Apartamento de uma cama, Koreatown, Los Angeles
Rhett Baruch e Patty Sanchez

“A casa mediterrânea espanhola de Rhett e Patty dos anos 1920 em Koreatown é um dos espaços mais visualmente atraentes que visitamos, um lugar que realmente confunde a linha entre casa, galeria e escritório.

“Rhett é um ex-‘selecionador’ que transformou seu talento para encontrar objetos no Craigslist e vendas de imóveis em uma galeria em Melrose, enquanto Patty é uma artista. Juntos, eles preencheram o espaço com cerâmica feita à mão, artesanato de estúdio, móveis modernistas e o que Rhett descreve alegremente como ‘coisas estranhas com as quais ninguém mais se importava’.

“A filosofia deles em torno da impermanência é o que faz a casa cantar. A cozinha foi amorosamente transformada por Rhett como um ato deliberado de investimento.

“A casa deles não é um showroom, é um reflexo vivido do seu gosto, onde até os objetos temporários têm um lugar e uma função.


Casa com quatro quartos, Los Angeles, Robert Gigliotti, de Home for Now

Casa de quatro quartos, Los Angeles
Roberto Gigliotti

“A casa de Robert em Los Angeles captura algo que sentimos profundamente: que coisas bonitas não precisam ser novas e que um espaço construído a partir de economia, herança e instinto criativo pode trazer mais calor e personalidade do que um espaço montado do zero com um grande orçamento.

“A casa tem tetos curvos e uma sala rebaixada com painéis de madeira que Robert vê como o cenário ideal para noites de comida, conversa e conexão.

“Tudo tem uma história: uma poltrona barata de seu primeiro apartamento em Los Angeles, a caixa de charutos de seu pai e uma poltrona Eames que ele planeja manter para o resto da vida.

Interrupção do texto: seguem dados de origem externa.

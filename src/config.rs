//! Runtime configuration, loaded once at startup from the environment (.env)

use std::future::IntoFuture;
use std::path::PathBuf;
use std::str::FromStr;
use std::time::Duration;

use alloy::primitives::utils::parse_units;
use alloy::primitives::{Address, U256};
use alloy::signers::local::PrivateKeySigner;
use tokio::time::error::Elapsed;

use crate::error::ConfigError;
use crate::execution::ExecutionMode;
use crate::math::Fixed;

pub const DEFAULT_GAS_LIMIT: u64 = 400_000;
pub const DEFAULT_GAS_PRICE_GWEI: &str = "50";
pub const DEFAULT_DISPLAY_PRECISION: u32 = 2;
pub const MAX_DISPLAY_PRECISION: u32 = 18;

/// Canonical Uniswap V2 style deployments on Ethereum mainnet
pub mod contracts {
    use alloy::primitives::{address, Address};

    pub const UNISWAP_V2_FACTORY: Address = address!("5C69bEe701ef814a2B6a3EDD4B1652CB9cc5aA6f");
    pub const UNISWAP_V2_ROUTER: Address = address!("7a250d5630B4cF539739dF2C5dAcb4c659F2488D");

    pub const SUSHISWAP_FACTORY: Address = address!("C0AEe478e3658e2610c5F7A4A2E1777cE9e4f2Ac");
    pub const SUSHISWAP_ROUTER: Address = address!("d9e1cE17f2641f24aE83637ab66a2cca9C378B9F");
}

/// Factory + router of one venue
#[derive(Debug, Clone, Copy, PartialEq, Eq)]
pub struct VenueContracts {
    pub factory: Address,
    pub router: Address,
}

#[derive(Debug)]
pub struct Config {
    pub rpc_url: Option<String>,
    /// Asset profit is measured in (quote)
    pub arb_for: Address,
    /// Asset traded against it (base)
    pub arb_against: Address,
    /// Minimum absolute divergence, in percent
    pub threshold: Fixed,
    pub gas_limit: u64,
    /// Wei per gas unit
    pub gas_price: U256,
    pub display_precision: u32,
    pub live_execution: bool,
    pub signer: Option<PrivateKeySigner>,
    pub account: Option<Address>,
    pub arbitrage_contract: Option<Address>,
    pub uniswap: VenueContracts,
    pub sushiswap: VenueContracts,
    pub call_timeout: Option<Duration>,
    pub journal_path: Option<PathBuf>,
}

impl Config {
    pub fn from_env() -> Result<Self, ConfigError> {
        Self::from_lookup(|key| std::env::var(key).ok())
    }

    /// Build from any key/value source. Empty values count as unset.
    pub fn from_lookup<F>(lookup: F) -> Result<Self, ConfigError>
    where
        F: Fn(&str) -> Option<String>,
    {
        let get = |key: &str| lookup(key).map(|v| v.trim().to_string()).filter(|v| !v.is_empty());

        let arb_for = parse_address("ARB_FOR", get("ARB_FOR"))?
            .ok_or(ConfigError::MissingField { field: "ARB_FOR" })?;
        let arb_against = parse_address("ARB_AGAINST", get("ARB_AGAINST"))?
            .ok_or(ConfigError::MissingField { field: "ARB_AGAINST" })?;
        if arb_for == arb_against {
            return Err(ConfigError::InvalidValue {
                field: "ARB_AGAINST",
                reason: "must differ from ARB_FOR".to_string(),
            });
        }

        let threshold_raw = get("PRICE_DIFFERENCE")
            .ok_or(ConfigError::MissingField { field: "PRICE_DIFFERENCE" })?;
        let threshold = Fixed::from_str(&threshold_raw).map_err(|e| ConfigError::InvalidValue {
            field: "PRICE_DIFFERENCE",
            reason: e.to_string(),
        })?;
        if threshold.is_negative() {
            return Err(ConfigError::InvalidValue {
                field: "PRICE_DIFFERENCE",
                reason: "must not be negative".to_string(),
            });
        }

        let gas_limit = match get("GAS_LIMIT") {
            Some(raw) => raw.parse::<u64>().map_err(|e| ConfigError::InvalidValue {
                field: "GAS_LIMIT",
                reason: e.to_string(),
            })?,
            None => DEFAULT_GAS_LIMIT,
        };

        let gas_price_raw = get("GAS_PRICE_GWEI").unwrap_or_else(|| DEFAULT_GAS_PRICE_GWEI.to_string());
        if gas_price_raw.starts_with('-') {
            return Err(ConfigError::InvalidValue {
                field: "GAS_PRICE_GWEI",
                reason: "must not be negative".to_string(),
            });
        }
        let gas_price = parse_units(&gas_price_raw, "gwei")
            .map_err(|e| ConfigError::InvalidValue {
                field: "GAS_PRICE_GWEI",
                reason: e.to_string(),
            })?
            .get_absolute();

        let display_precision = match get("UNITS") {
            Some(raw) => raw
                .parse::<u32>()
                .ok()
                .filter(|p| *p <= MAX_DISPLAY_PRECISION)
                .ok_or_else(|| ConfigError::InvalidValue {
                    field: "UNITS",
                    reason: format!("expected an integer in 0..={}", MAX_DISPLAY_PRECISION),
                })?,
            None => DEFAULT_DISPLAY_PRECISION,
        };

        let live_execution = parse_bool("LIVE_EXECUTION", get("LIVE_EXECUTION"))?;

        let signer = match get("PRIVATE_KEY") {
            Some(raw) => Some(PrivateKeySigner::from_str(&raw).map_err(|e| {
                ConfigError::InvalidValue {
                    field: "PRIVATE_KEY",
                    reason: e.to_string(),
                }
            })?),
            None => None,
        };
        let account = match &signer {
            Some(signer) => Some(signer.address()),
            None => parse_address("ACCOUNT_ADDRESS", get("ACCOUNT_ADDRESS"))?,
        };

        let arbitrage_contract = parse_address("ARBITRAGE_CONTRACT", get("ARBITRAGE_CONTRACT"))?;
        if live_execution {
            if signer.is_none() {
                return Err(ConfigError::MissingField { field: "PRIVATE_KEY" });
            }
            if arbitrage_contract.is_none() {
                return Err(ConfigError::MissingField { field: "ARBITRAGE_CONTRACT" });
            }
        }

        let uniswap = VenueContracts {
            factory: parse_address("UNISWAP_FACTORY", get("UNISWAP_FACTORY"))?
                .unwrap_or(contracts::UNISWAP_V2_FACTORY),
            router: parse_address("UNISWAP_ROUTER", get("UNISWAP_ROUTER"))?
                .unwrap_or(contracts::UNISWAP_V2_ROUTER),
        };
        let sushiswap = VenueContracts {
            factory: parse_address("SUSHISWAP_FACTORY", get("SUSHISWAP_FACTORY"))?
                .unwrap_or(contracts::SUSHISWAP_FACTORY),
            router: parse_address("SUSHISWAP_ROUTER", get("SUSHISWAP_ROUTER"))?
                .unwrap_or(contracts::SUSHISWAP_ROUTER),
        };

        let call_timeout = match get("CALL_TIMEOUT_MS") {
            Some(raw) => Some(Duration::from_millis(raw.parse::<u64>().map_err(|e| {
                ConfigError::InvalidValue {
                    field: "CALL_TIMEOUT_MS",
                    reason: e.to_string(),
                }
            })?)),
            None => None,
        };

        Ok(Self {
            rpc_url: get("RPC_URL"),
            arb_for,
            arb_against,
            threshold,
            gas_limit,
            gas_price,
            display_precision,
            live_execution,
            signer,
            account,
            arbitrage_contract,
            uniswap,
            sushiswap,
            call_timeout,
            journal_path: get("CYCLE_JOURNAL").map(PathBuf::from),
        })
    }

    pub fn execution_mode(&self) -> ExecutionMode {
        if self.live_execution {
            ExecutionMode::Live
        } else {
            ExecutionMode::SimulationOnly
        }
    }

    pub fn require_rpc_url(&self) -> Result<&str, ConfigError> {
        self.rpc_url
            .as_deref()
            .ok_or(ConfigError::MissingField { field: "RPC_URL" })
    }

    pub fn require_account(&self) -> Result<Address, ConfigError> {
        self.account.ok_or(ConfigError::MissingField {
            field: "PRIVATE_KEY or ACCOUNT_ADDRESS",
        })
    }
}

fn parse_address(field: &'static str, raw: Option<String>) -> Result<Option<Address>, ConfigError> {
    raw.map(|value| {
        Address::from_str(&value).map_err(|e| ConfigError::InvalidValue {
            field,
            reason: e.to_string(),
        })
    })
    .transpose()
}

fn parse_bool(field: &'static str, raw: Option<String>) -> Result<bool, ConfigError> {
    match raw.as_deref().map(str::to_ascii_lowercase).as_deref() {
        None | Some("false") | Some("0") | Some("no") => Ok(false),
        Some("true") | Some("1") | Some("yes") => Ok(true),
        Some(other) => Err(ConfigError::InvalidValue {
            field,
            reason: format!("expected true/false, got {}", other),
        }),
    }
}

/// Await `fut`, giving up after `limit` when one is configured.
pub async fn bounded<F>(limit: Option<Duration>, fut: F) -> Result<F::Output, Elapsed>
where
    F: IntoFuture,
{
    match limit {
        Some(limit) => tokio::time::timeout(limit, fut.into_future()).await,
        None => Ok(fut.await),
    }
}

“Sua abordagem de aluguel é de custódia genuína, removendo o carpete para revelar a madeira, atualizando as luminárias e trazendo de volta à vida as características originais. Os quartos são ecléticos e mutáveis; uma estante de livros cresce semana a semana, peças recém-arrumadas encontram seu lugar, palo santo preenche o hall de entrada e a luz da tarde filtra através do banheiro de azulejos rosa. “


Oficina convertida, Stoke Newington, Londres Shai Akram e Andrew Haythornthwaite, de Home for Now

Oficina convertida, Stoke Newington, Londres
Shai Akram e Andrew Haythornthwaite

“A casa de Shai e Andrew é provavelmente o ato doméstico mais radical de todo o livro. Sua propriedade em Stoke Newington, uma antiga loja de farinha que mais tarde se tornou uma estação de carruagens e um estúdio de cerâmica, tinha pisos manchados de óleo e paredes improvisadas quando a viram pela primeira vez.

“Em vez de economizar para uma hipoteca, eles investiram esse dinheiro para tornar o aluguel inteiramente seu. Eles dividiram uma grande estrutura industrial em três zonas para trabalhar, viver e dormir, mantendo intacta a sensação de abertura.

“A regra era que cada mudança deveria ser reversível. As divisórias eram construídas com folhas inteiras de compensado cuidadosamente selecionado, fixadas sem pregos.

“Eles projetaram e construíram grande parte de seus próprios móveis, incluindo a cama da filha, prateleiras e móveis modulares de cozinha, todos desmontáveis ​​e móveis quando chegar a hora.”


Casa de dois quartos, norte de Londres, Zoe Starreveld, de Home for Now

Casa de dois quartos, norte de Londres
Zoe Starreveld

“De todos no livro, Zoe rejeitou completamente a ideia de que alugar significa viver no limbo, e você sente isso no momento em que entra em sua casa dos anos 1960.

“Ela pinta, planta e cria raízes, tanto literalmente em seu jardim quanto figurativamente em sua comunidade. Acabamentos impecáveis ​​​​e estilo de show house nunca foram o ponto principal.

“O que mais gostamos em sua abordagem é o quão nada sentimental ela é. A cozinha e o banheiro antigos e utilitários não são realmente dela para mudar, então ela não tenta. Em vez disso, ela trabalha com o móvel: têxteis, plantas e objetos são constantemente reorganizados conforme o clima e a mudança de estação.

“Cada peça recuperada ganha o seu lugar. O perfume e o ritual também permeiam profundamente a casa; há uma sensação silenciosa de que os rituais diários e mensais são tão importantes quanto qualquer coisa física.”

A fotografia é de Sarah Victoria Bates.